At some point everyone has heard the question: "Which came first, the chicken or the egg.". What is surprising about this question is that it can still produce any debate.
It is surprisingly obvious yet one wonders what has contributed to its longevity and its countinued appearance in various arguments.
Why obvious? Well, let's consider the premises. Unless one is predisposed to believing that animals simply appear, then we must reject the premise that a chicken can exist as a fully formed adult without any previous existence. As a result, the only element left to examine is the egg. Yet, an egg doesn't spring into existence fully formed either.
However, the egg is a pre-requisite to any egg-laying animal, so we could conclude our answer to the question at this point already. Whatever else one might think, an animal must be born to become an adult, and an egg-laying animal is hatched from an egg to become an adult. Therefore an egg must precede the adult. What gives rise to the supposition that there's something more to it?
The problem is that the question operates under the flawed premise that species of any kind are absolute and that there are absolute cut-offs in how they are classified. It is important to remember that a species is an arbitrary designation based on how we elect to classify particular animals. If we were to examine the continuum of a chicken's evolutionary path, we would begin with some ancestor, and observe gradual variations occurring, until such time as we arrive at the animal we now call a chicken. However, what we couldn't do, is to draw a definitive line during this evolutionary path and declare everything on one side of that line as pre-chickens, and everything afterwards as actual chickens.
One possible way we could approach such a situation would be to use something like a genetic map to specifically define what we consider to be a chicken and then simply examine the genome of each creature until a match occurred. Obviously this match would've occurred in the egg [using our philosophical question], so we can definitely consider the egg to have occurred first, but it is equally important to note that our selection of a genetic map is also quite arbitrary. We, as observers, have set the definition, but it would be erroneous to conclude that some absolute dividing line had been crossed beyond our arbitrary definition.
An important point that is often overlooked, is that species designation often implies a directionality to evolution, as if there is some force that is compelling natural selection in the direction of producing a particular species. Yet, every creature alive is already a complete animal. Every one may well possess traits that are important, and given the right environmental pressures could prove themselves to be the ancestor of some future species. Of course, there is no way to know that presently, but it is important to recognize that there are no "transitory" species. There are no "missing links". Each animal is a continuation of its predecessors, and if sufficient changes accumulate, then we may consider them to be different species. However, that is an imposition of our rules and not nature's.
So we would find that these distinctions we use for classification aren't absolute and are only apparent when comparing these species over a sufficiently large number of generations where we can clearly see which is the ancestor and which is the modern day animal.
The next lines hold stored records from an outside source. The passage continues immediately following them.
// Timestamp handling for FAT directory records
// FAT uses the MS-DOS packed date/time format

use chrono::{NaiveDate, NaiveDateTime};
use std::fmt;

/// Packed DOS date/time pair as stored in a directory record.
/// date: bits 15-9 year since 1980, bits 8-5 month, bits 4-0 day
/// time: bits 15-11 hours, bits 10-5 minutes, bits 4-0 seconds/2
#[derive(Debug, Clone, Copy, Default, PartialEq, Eq)]
pub struct FatTimestamp {
    pub date: u16,
    pub time: u16,
}

impl FatTimestamp {
    pub fn new(date: u16, time: u16) -> Self {
        Self { date, time }
    }

    pub fn year(&self) -> i32 {
        ((self.date >> 9) & 0x7F) as i32 + 1980
    }

    pub fn month(&self) -> u32 {
        ((self.date >> 5) & 0x0F) as u32
    }

    pub fn day(&self) -> u32 {
        (self.date & 0x1F) as u32
    }

    pub fn hour(&self) -> u32 {
        ((self.time >> 11) & 0x1F) as u32
    }

    pub fn minute(&self) -> u32 {
        ((self.time >> 5) & 0x3F) as u32
    }

    pub fn second(&self) -> u32 {
        ((self.time & 0x1F) * 2) as u32
    }

    /// `None` when the packed fields do not form a real calendar date.
    pub fn to_datetime(&self) -> Option<NaiveDateTime> {
        NaiveDate::from_ymd_opt(self.year(), self.month(), self.day())?
            .and_hms_opt(self.hour(), self.minute(), self.second())
    }
}

impl fmt::Display for FatTimestamp {
    // Damaged records carry arbitrary bits, so the raw fields are shown
    // rather than rejected.
    fn fmt(&self, f: &mut fmt::Formatter<'_>) -> fmt::Result {
        write!(
            f,
            "{:04}-{:02}-{:02} {:02}:{:02}:{:02}",
            self.year(),
            self.month(),
            self.day(),
            self.hour(),
            self.minute(),
            self.second()
        )
    }
}
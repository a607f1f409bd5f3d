// FAT filesystem constants shared between FAT12, FAT16 and FAT32

// Boot sector offsets (common BPB)
pub const BS_OEM_NAME: usize = 0x03;
pub const BS_OEM_NAME_LEN: usize = 8;
pub const BPB_BYTES_PER_SEC: usize = 0x0B;
pub const BPB_SEC_PER_CLUS: usize = 0x0D;
pub const BPB_RSVD_SEC_CNT: usize = 0x0E;
pub const BPB_NUM_FATS: usize = 0x10;
pub const BPB_ROOT_ENT_CNT: usize = 0x11;
pub const BPB_TOT_SEC16: usize = 0x13;
pub const BPB_FAT_SZ16: usize = 0x16;
pub const BPB_TOT_SEC32: usize = 0x20;

// FAT12/16 extended BPB
pub const BS16_VOL_LAB: usize = 0x2B;
pub const BS16_FIL_SYS_TYPE: usize = 0x36;

// FAT32 extended BPB
pub const BPB_FAT_SZ32: usize = 0x24;
pub const BPB_ROOT_CLUS: usize = 0x2C;
pub const BS32_VOL_LAB: usize = 0x47;
pub const BS32_FIL_SYS_TYPE: usize = 0x52;

pub const VOLUME_LABEL_LEN: usize = 11;
pub const FS_TYPE_LEN: usize = 8;

/// Smallest buffer that holds every boot-sector field we decode.
pub const BOOT_SECTOR_MIN_LEN: usize = BS32_FIL_SYS_TYPE + FS_TYPE_LEN;

// FAT entry thresholds: decoded values at or above collapse to end-of-chain
pub const FAT12_EOC_THRESHOLD: u32 = 0xFF0;
pub const FAT16_EOC_THRESHOLD: u32 = 0xFFF0;
pub const FAT32_EOC_THRESHOLD: u32 = 0x0FFF_FFF0;

// Canonical end-of-chain values written back to disk
pub const FAT12_EOC: u32 = 0xFFF;
pub const FAT16_EOC: u32 = 0xFFFF;
pub const FAT32_EOC: u32 = 0x0FFF_FFFF;

/// The top 4 bits of a FAT32 entry are flags, not part of the cluster number.
pub const FAT32_CLUSTER_MASK: u32 = 0x0FFF_FFFF;

/// Below this many clusters a FAT12/16-family volume is FAT12.
pub const FAT12_CLUSTER_LIMIT: u64 = 0xFF4;

pub const FIRST_DATA_CLUSTER: u32 = 2;
pub const FAT32_ROOT_CLUSTER: u32 = 2;
pub const EXPECTED_FAT_COPIES: u8 = 2;
pub const MAX_SECTORS_PER_CLUSTER: u8 = 128;
pub const PLAUSIBLE_SECTOR_SIZES: [u16; 3] = [256, 512, 1024];

// Directory records
pub const DIR_ENTRY_SIZE: usize = 32;
pub const DIR_NAME_LEN: usize = 11;
pub const DIR_ATTRIBUTES: usize = 0x0B;
pub const DIR_CREATION_TIME: usize = 0x0E;
pub const DIR_CREATION_DATE: usize = 0x10;
pub const DIR_CLUSTER_HIGH: usize = 0x14;
pub const DIR_CHANGE_TIME: usize = 0x16;
pub const DIR_CHANGE_DATE: usize = 0x18;
pub const DIR_CLUSTER_LOW: usize = 0x1A;
pub const DIR_FILE_SIZE: usize = 0x1C;

/// First name byte of a never-used record.
pub const DIR_ENTRY_UNUSED: u8 = 0x00;
/// First name byte of an erased record.
pub const DIR_ENTRY_ERASED: u8 = 0xE5;
/// A first name byte of 0x05 stands for a real 0xE5 character.
pub const DIR_ENTRY_KANJI_E5: u8 = 0x05;
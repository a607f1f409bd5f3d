use std::path::PathBuf;
use thiserror::Error;

#[derive(Debug, Error)]
pub enum SalvageError {
    #[error("Unable to open {path}: {source}")]
    DeviceOpen {
        path: PathBuf,
        #[source]
        source: std::io::Error,
    },

    #[error("Unable to determine device geometry: {0}")]
    Geometry(String),

    #[error("Invalid boot sector: {0}")]
    InvalidBootSector(String),

    #[error("Trying to write data while write mode is disabled")]
    WriteDisabled,

    #[error("Cluster {cluster} is outside bounds (valid range 2..={max})")]
    ClusterOutOfBounds { cluster: u32, max: u32 },

    #[error("Access outside the device: sector {lba} + {count} > {total}")]
    OutOfRange { lba: u64, count: u32, total: u64 },

    #[error("Not found: {0}")]
    NotFound(String),

    #[error("Not a directory: {0}")]
    NotADirectory(String),

    #[error("Is a directory: {0}")]
    IsADirectory(String),

    #[error("IO error: {0}")]
    Io(#[from] std::io::Error),

    #[error("Serialization error: {0}")]
    Serialization(#[from] serde_json::Error),

    #[error("Other error: {0}")]
    Other(String),
}

impl SalvageError {
    /// Construction-time failures that leave no usable session behind.
    pub fn is_fatal(&self) -> bool {
        matches!(
            self,
            SalvageError::DeviceOpen { .. }
                | SalvageError::Geometry(_)
                | SalvageError::InvalidBootSector(_)
        )
    }
}
// FAT12/16/32 reading, writing and recovery
pub mod diagnostics;
pub mod fat;
pub mod fat_common;

#[cfg(test)]
pub mod test_helpers;

pub use diagnostics::{Diagnostic, DiagnosticSink, LogSink};
pub use fat::{Enumeration, FatVolume, FreeSpace, Listing, ScrubPattern, VolumeInfo, VolumeOptions};
pub use fat_common::{DirectoryEntry, FatTimestamp, FatWidth};
// Directory enumeration with loop detection and contiguous recovery

use super::walk::{directory_step, is_implausible_directory, ClusterTally, WalkState};
use super::FatVolume;
use crate::diagnostics::Diagnostic;
use crate::fat_common::constants::DIR_ENTRY_SIZE;
use crate::fat_common::{classify_record, DirectoryEntry, LongNameAccumulator, RecordKind};
use log::{debug, trace};
use salvage_core::{SalvageError, SectorDevice};
use std::collections::HashSet;

/// Everything read from one directory.
#[derive(Debug, Clone, Default, PartialEq, Eq)]
pub struct Enumeration {
    pub entries: Vec<DirectoryEntry>,
    pub clusters_visited: u32,
    /// Part of the directory was read from free clusters, so the result may
    /// be approximate.
    pub has_free_gap: bool,
}

/// A directory listing as presented to users.
#[derive(Debug, Clone, PartialEq, Eq)]
pub struct Listing {
    pub cluster: u32,
    pub entries: Vec<DirectoryEntry>,
    pub clusters_visited: u32,
    pub has_free_gap: bool,
}

/// Per-directory scan state carried across clusters.
struct Scan {
    names: LongNameAccumulator,
    entries: Vec<DirectoryEntry>,
    good: u32,
    bad: u32,
}

impl<D: SectorDevice> FatVolume<D> {
    /// Reads every entry of the directory starting at `cluster`. Cluster 0
    /// designates the root directory.
    pub fn enumerate(&mut self, cluster: u32) -> Result<Enumeration, SalvageError> {
        let start = if cluster == 0 { self.layout.root_cluster } else { cluster };
        let mut scan = Scan {
            names: LongNameAccumulator::new(),
            entries: Vec::new(),
            good: 0,
            bad: 0,
        };

        if start == 0 && self.layout.has_fixed_root() {
            let (sector, count) = self.layout.root_region();
            debug!("Enumerating fixed root region: {} sectors at {}", count, sector);
            let data = self.read_sectors(sector, count);
            self.scan_records(&data, sector, &mut scan);
            return Ok(Enumeration {
                entries: scan.entries,
                clusters_visited: 1,
                has_free_gap: false,
            });
        }

        if !self.layout.is_valid_cluster(start) {
            self.emit(Diagnostic::ClusterOutOfRange { cluster: start });
            return Ok(Enumeration::default());
        }

        let layout = self.layout.clone();
        let mut validated = layout.is_root(start);
        let mut visited = HashSet::new();
        let mut clusters_visited = 0u32;
        let mut has_free_gap = false;
        let mut state = WalkState::Chained;
        let mut current = start;

        while state.is_running() {
            if !visited.insert(current) {
                self.emit(Diagnostic::DirectoryLoop { cluster: current });
                break;
            }

            let (good_before, bad_before) = (scan.good, scan.bad);
            let first_sector = layout.cluster_sector(current);
            let data = self.read_cluster(current);
            let dot_found = self.scan_records(&data, first_sector, &mut scan);
            if dot_found.contains(&current) {
                validated = true;
            }

            let tally = ClusterTally {
                good: scan.good - good_before,
                bad: scan.bad - bad_before,
            };
            trace!("Directory cluster {}: {} good, {} bad", current, tally.good, tally.bad);

            let mut outcome = directory_step(state, current, tally, &layout, |c| self.next_cluster(c, 0));

            clusters_visited += 1;
            if !outcome.counted {
                clusters_visited -= 1;
            }
            for diagnostic in outcome.step.diagnostics.drain(..) {
                self.emit(diagnostic);
            }
            if outcome.step.state == WalkState::ContiguousRecovery {
                has_free_gap = true;
            }

            if is_implausible_directory(validated, scan.good, scan.bad) {
                self.emit(Diagnostic::NotADirectory {
                    cluster: start,
                    good: scan.good,
                    bad: scan.bad,
                });
                return Err(SalvageError::NotADirectory(format!("cluster {}", start)));
            }

            state = outcome.step.state;
            if let Some(next) = outcome.step.next {
                current = next;
            }
        }

        Ok(Enumeration {
            entries: scan.entries,
            clusters_visited,
            has_free_gap,
        })
    }

    /// Lists the directory starting at `cluster`, hiding erased entries
    /// unless the session shows them.
    pub fn list_cluster(&mut self, cluster: u32) -> Result<Listing, SalvageError> {
        let enumeration = self.enumerate(cluster)?;
        let list_deleted = self.options.list_deleted;

        Ok(Listing {
            cluster,
            entries: enumeration
                .entries
                .into_iter()
                .filter(|entry| list_deleted || !entry.is_erased())
                .collect(),
            clusters_visited: enumeration.clusters_visited,
            has_free_gap: enumeration.has_free_gap,
        })
    }

    pub fn list_directory(&mut self, path: &str) -> Result<Listing, SalvageError> {
        let directory = self.resolve_directory(path)?;
        self.list_cluster(directory.cluster)
    }

    /// Scans raw directory records, returning the clusters named by "."
    /// entries found along the way.
    fn scan_records(&self, data: &[u8], first_sector: u64, scan: &mut Scan) -> Vec<u32> {
        let bytes_per_sector = self.layout.bytes_per_sector as usize;
        let mut dots = Vec::new();

        for (index, record) in data.chunks_exact(DIR_ENTRY_SIZE).enumerate() {
            let position = index * DIR_ENTRY_SIZE;
            let sector = first_sector + (position / bytes_per_sector) as u64;
            let offset = position % bytes_per_sector;

            match classify_record(record) {
                RecordKind::LongNameFragment => scan.names.append(record),
                RecordKind::Unused | RecordKind::VolumeLabel => {
                    scan.names.consume();
                }
                RecordKind::Entry => {
                    let entry = DirectoryEntry::parse(record, scan.names.consume(), sector, offset);
                    if entry.is_plausible(&self.layout) {
                        if entry.is_dot() && entry.is_directory() {
                            dots.push(entry.cluster);
                        }
                        scan.good += 1;
                        scan.entries.push(entry);
                    } else {
                        trace!("Malformed record at sector {} offset {}", sector, offset);
                        scan.bad += 1;
                    }
                }
            }
        }

        dots
    }
}
// Boot sector decoding for FAT12/FAT16/FAT32
// Reads the BPB fields by offset and flags implausible values

use super::constants::*;
use byteorder::{ByteOrder, LittleEndian};
use salvage_core::SalvageError;
use serde::{Deserialize, Serialize};
use std::fmt;

/// Width of a FAT table entry.
#[derive(Debug, Clone, Copy, PartialEq, Eq, Serialize, Deserialize)]
pub enum FatWidth {
    Fat12,
    Fat16,
    Fat32,
}

impl FatWidth {
    pub fn bits(self) -> u32 {
        match self {
            FatWidth::Fat12 => 12,
            FatWidth::Fat16 => 16,
            FatWidth::Fat32 => 32,
        }
    }

    /// Raw values at or above this collapse to end-of-chain.
    pub fn eoc_threshold(self) -> u32 {
        match self {
            FatWidth::Fat12 => FAT12_EOC_THRESHOLD,
            FatWidth::Fat16 => FAT16_EOC_THRESHOLD,
            FatWidth::Fat32 => FAT32_EOC_THRESHOLD,
        }
    }

    /// Value written to disk to terminate a chain.
    pub fn eoc_marker(self) -> u32 {
        match self {
            FatWidth::Fat12 => FAT12_EOC,
            FatWidth::Fat16 => FAT16_EOC,
            FatWidth::Fat32 => FAT32_EOC,
        }
    }

    /// Largest value an entry can hold.
    pub fn value_mask(self) -> u32 {
        match self {
            FatWidth::Fat12 => 0xFFF,
            FatWidth::Fat16 => 0xFFFF,
            FatWidth::Fat32 => FAT32_CLUSTER_MASK,
        }
    }

    /// FAT12 entries may straddle a sector boundary, so two sectors are
    /// always read around them.
    pub fn sectors_per_access(self) -> u32 {
        match self {
            FatWidth::Fat12 => 2,
            _ => 1,
        }
    }
}

impl fmt::Display for FatWidth {
    fn fmt(&self, f: &mut fmt::Formatter<'_>) -> fmt::Result {
        write!(f, "FAT{}", self.bits())
    }
}

/// A boot-sector value that is legal to decode but unusual enough that the
/// volume should not be trusted blindly.
#[derive(Debug, Clone, PartialEq, Eq)]
pub enum HeaderAnomaly {
    UnusualSectorSize(u16),
    SectorSizeMismatch { header: u16, device: u32 },
    SectorsPerClusterHigh(u8),
    FatCopies(u8),
    RootCluster(u32),
}

impl fmt::Display for HeaderAnomaly {
    fn fmt(&self, f: &mut fmt::Formatter<'_>) -> fmt::Result {
        match self {
            HeaderAnomaly::UnusualSectorSize(size) => {
                write!(f, "Bytes per sector is not 256, 512 or 1024 ({})", size)
            }
            HeaderAnomaly::SectorSizeMismatch { header, device } => {
                write!(f, "Bytes per sector mismatch (header {}, device {})", header, device)
            }
            HeaderAnomaly::SectorsPerClusterHigh(spc) => {
                write!(f, "Sectors per cluster high ({})", spc)
            }
            HeaderAnomaly::FatCopies(count) => write!(f, "FAT copy count is not 2 ({})", count),
            HeaderAnomaly::RootCluster(cluster) => {
                write!(f, "Root directory cluster is not 2 ({})", cluster)
            }
        }
    }
}

/// Decoded boot sector fields.
#[derive(Debug, Clone, PartialEq, Eq)]
pub struct BootSector {
    pub oem_name: String,
    pub bytes_per_sector: u16,
    pub sectors_per_cluster: u8,
    pub reserved_sectors: u16,
    pub fat_count: u8,
    /// Fixed root directory capacity (FAT12/16 only, 0 on FAT32).
    pub root_entries: u16,
    pub sectors_per_fat: u32,
    pub total_sectors: u32,
    /// Root directory cluster (FAT32 only, 0 on FAT12/16).
    pub root_cluster: u32,
    pub volume_label: String,
    pub fs_type: String,
    pub width: FatWidth,
}

fn field_string(buf: &[u8], offset: usize, len: usize) -> String {
    String::from_utf8_lossy(&buf[offset..offset + len])
        .trim_end_matches(&[' ', '\0'][..])
        .to_string()
}

impl BootSector {
    pub fn parse(buf: &[u8]) -> Result<Self, SalvageError> {
        if buf.len() < BOOT_SECTOR_MIN_LEN {
            return Err(SalvageError::InvalidBootSector(format!(
                "boot sector is {} bytes, need at least {}",
                buf.len(),
                BOOT_SECTOR_MIN_LEN
            )));
        }

        let bytes_per_sector = LittleEndian::read_u16(&buf[BPB_BYTES_PER_SEC..]);
        let sectors_per_cluster = buf[BPB_SEC_PER_CLUS];
        if bytes_per_sector == 0 || sectors_per_cluster == 0 {
            return Err(SalvageError::InvalidBootSector(format!(
                "bytes per sector {} / sectors per cluster {}",
                bytes_per_sector, sectors_per_cluster
            )));
        }

        let reserved_sectors = LittleEndian::read_u16(&buf[BPB_RSVD_SEC_CNT..]);
        let fat_count = buf[BPB_NUM_FATS];
        let oem_name = field_string(buf, BS_OEM_NAME, BS_OEM_NAME_LEN);

        let total_sectors = match LittleEndian::read_u16(&buf[BPB_TOT_SEC16..]) {
            0 => LittleEndian::read_u32(&buf[BPB_TOT_SEC32..]),
            small => small as u32,
        };

        let sectors_per_fat_16 = LittleEndian::read_u16(&buf[BPB_FAT_SZ16..]);

        if sectors_per_fat_16 != 0 {
            let fs_type = field_string(buf, BS16_FIL_SYS_TYPE, FS_TYPE_LEN);
            let clusters = total_sectors as u64 / sectors_per_cluster as u64;
            let width = if fs_type == "FAT12" || clusters < FAT12_CLUSTER_LIMIT {
                FatWidth::Fat12
            } else {
                FatWidth::Fat16
            };

            Ok(Self {
                oem_name,
                bytes_per_sector,
                sectors_per_cluster,
                reserved_sectors,
                fat_count,
                root_entries: LittleEndian::read_u16(&buf[BPB_ROOT_ENT_CNT..]),
                sectors_per_fat: sectors_per_fat_16 as u32,
                total_sectors,
                root_cluster: 0,
                volume_label: field_string(buf, BS16_VOL_LAB, VOLUME_LABEL_LEN),
                fs_type,
                width,
            })
        } else {
            Ok(Self {
                oem_name,
                bytes_per_sector,
                sectors_per_cluster,
                reserved_sectors,
                fat_count,
                root_entries: 0,
                sectors_per_fat: LittleEndian::read_u32(&buf[BPB_FAT_SZ32..]),
                total_sectors,
                root_cluster: LittleEndian::read_u32(&buf[BPB_ROOT_CLUS..]),
                volume_label: field_string(buf, BS32_VOL_LAB, VOLUME_LABEL_LEN),
                fs_type: field_string(buf, BS32_FIL_SYS_TYPE, FS_TYPE_LEN),
                width: FatWidth::Fat32,
            })
        }
    }

    /// Plausibility checks against the header itself and the device geometry.
    pub fn anomalies(&self, device_sector_size: u32) -> Vec<HeaderAnomaly> {
        let mut anomalies = Vec::new();

        if !PLAUSIBLE_SECTOR_SIZES.contains(&self.bytes_per_sector) {
            anomalies.push(HeaderAnomaly::UnusualSectorSize(self.bytes_per_sector));
        }
        if self.bytes_per_sector as u32 != device_sector_size {
            anomalies.push(HeaderAnomaly::SectorSizeMismatch {
                header: self.bytes_per_sector,
                device: device_sector_size,
            });
        }
        if self.sectors_per_cluster > MAX_SECTORS_PER_CLUSTER {
            anomalies.push(HeaderAnomaly::SectorsPerClusterHigh(self.sectors_per_cluster));
        }
        if self.fat_count != EXPECTED_FAT_COPIES {
            anomalies.push(HeaderAnomaly::FatCopies(self.fat_count));
        }
        if self.width == FatWidth::Fat32 && self.root_cluster != FAT32_ROOT_CLUSTER {
            anomalies.push(HeaderAnomaly::RootCluster(self.root_cluster));
        }

        anomalies
    }
}

#[cfg(test)]
mod tests {
    use super::*;

    fn fat32_sector() -> Vec<u8> {
        let mut buf = vec![0u8; 512];
        buf[BS_OEM_NAME..BS_OEM_NAME + 8].copy_from_slice(b"MSWIN4.1");
        LittleEndian::write_u16(&mut buf[BPB_BYTES_PER_SEC..], 512);
        buf[BPB_SEC_PER_CLUS] = 4;
        LittleEndian::write_u16(&mut buf[BPB_RSVD_SEC_CNT..], 32);
        buf[BPB_NUM_FATS] = 2;
        LittleEndian::write_u32(&mut buf[BPB_TOT_SEC32..], 600_000);
        LittleEndian::write_u32(&mut buf[BPB_FAT_SZ32..], 1000);
        LittleEndian::write_u32(&mut buf[BPB_ROOT_CLUS..], 2);
        buf[BS32_VOL_LAB..BS32_VOL_LAB + 11].copy_from_slice(b"RESCUE     ");
        buf[BS32_FIL_SYS_TYPE..BS32_FIL_SYS_TYPE + 8].copy_from_slice(b"FAT32   ");
        buf
    }

    #[test]
    fn test_parse_fat32() {
        let boot = BootSector::parse(&fat32_sector()).unwrap();
        assert_eq!(boot.width, FatWidth::Fat32);
        assert_eq!(boot.sectors_per_fat, 1000);
        assert_eq!(boot.root_cluster, 2);
        assert_eq!(boot.total_sectors, 600_000);
        assert_eq!(boot.oem_name, "MSWIN4.1");
        assert_eq!(boot.volume_label, "RESCUE");
        assert_eq!(boot.fs_type, "FAT32");
        assert!(boot.anomalies(512).is_empty());
    }

    #[test]
    fn test_fat12_detected_by_cluster_count() {
        let mut buf = vec![0u8; 512];
        LittleEndian::write_u16(&mut buf[BPB_BYTES_PER_SEC..], 512);
        buf[BPB_SEC_PER_CLUS] = 1;
        LittleEndian::write_u16(&mut buf[BPB_RSVD_SEC_CNT..], 1);
        buf[BPB_NUM_FATS] = 2;
        LittleEndian::write_u16(&mut buf[BPB_ROOT_ENT_CNT..], 224);
        LittleEndian::write_u16(&mut buf[BPB_TOT_SEC16..], 2880);
        LittleEndian::write_u16(&mut buf[BPB_FAT_SZ16..], 9);
        buf[BS16_FIL_SYS_TYPE..BS16_FIL_SYS_TYPE + 8].copy_from_slice(b"FAT16   ");

        let boot = BootSector::parse(&buf).unwrap();
        assert_eq!(boot.width, FatWidth::Fat12);
        assert_eq!(boot.root_entries, 224);
        assert_eq!(boot.root_cluster, 0);
    }

    #[test]
    fn test_fat16_with_large_cluster_count() {
        let mut buf = vec![0u8; 512];
        LittleEndian::write_u16(&mut buf[BPB_BYTES_PER_SEC..], 512);
        buf[BPB_SEC_PER_CLUS] = 4;
        buf[BPB_NUM_FATS] = 2;
        LittleEndian::write_u32(&mut buf[BPB_TOT_SEC32..], 204_800);
        LittleEndian::write_u16(&mut buf[BPB_FAT_SZ16..], 200);

        let boot = BootSector::parse(&buf).unwrap();
        assert_eq!(boot.width, FatWidth::Fat16);
        assert_eq!(boot.total_sectors, 204_800);
    }

    #[test]
    fn test_anomalies_accumulate() {
        let mut buf = fat32_sector();
        LittleEndian::write_u16(&mut buf[BPB_BYTES_PER_SEC..], 4096);
        buf[BPB_NUM_FATS] = 1;
        LittleEndian::write_u32(&mut buf[BPB_ROOT_CLUS..], 7);

        let boot = BootSector::parse(&buf).unwrap();
        let anomalies = boot.anomalies(512);
        assert_eq!(
            anomalies,
            vec![
                HeaderAnomaly::UnusualSectorSize(4096),
                HeaderAnomaly::SectorSizeMismatch { header: 4096, device: 512 },
                HeaderAnomaly::FatCopies(1),
                HeaderAnomaly::RootCluster(7),
            ]
        );
    }

    #[test]
    fn test_zero_sector_size_is_rejected() {
        let mut buf = fat32_sector();
        LittleEndian::write_u16(&mut buf[BPB_BYTES_PER_SEC..], 0);
        assert!(matches!(
            BootSector::parse(&buf),
            Err(SalvageError::InvalidBootSector(_))
        ));
    }
}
In the end, the point is that each animal lays an egg, and the animal that emerges is similar to the parent with the possibility of possessing a minor variation (1). So, strictly speaking it isn't necessarily an exact replica of the parent. As this process continues over many generations, we find that as each offspring varies slightly from its parents, the difference between it and its more distant ancestors becomes increasingly pronounced. Our designation of a species is little more than arbitrary divisions to account for varying degrees of evolutionary divergence. Consequently we can safely say that the egg always came first, albeit through a long ancestral line of eggs if we are to be precise (2).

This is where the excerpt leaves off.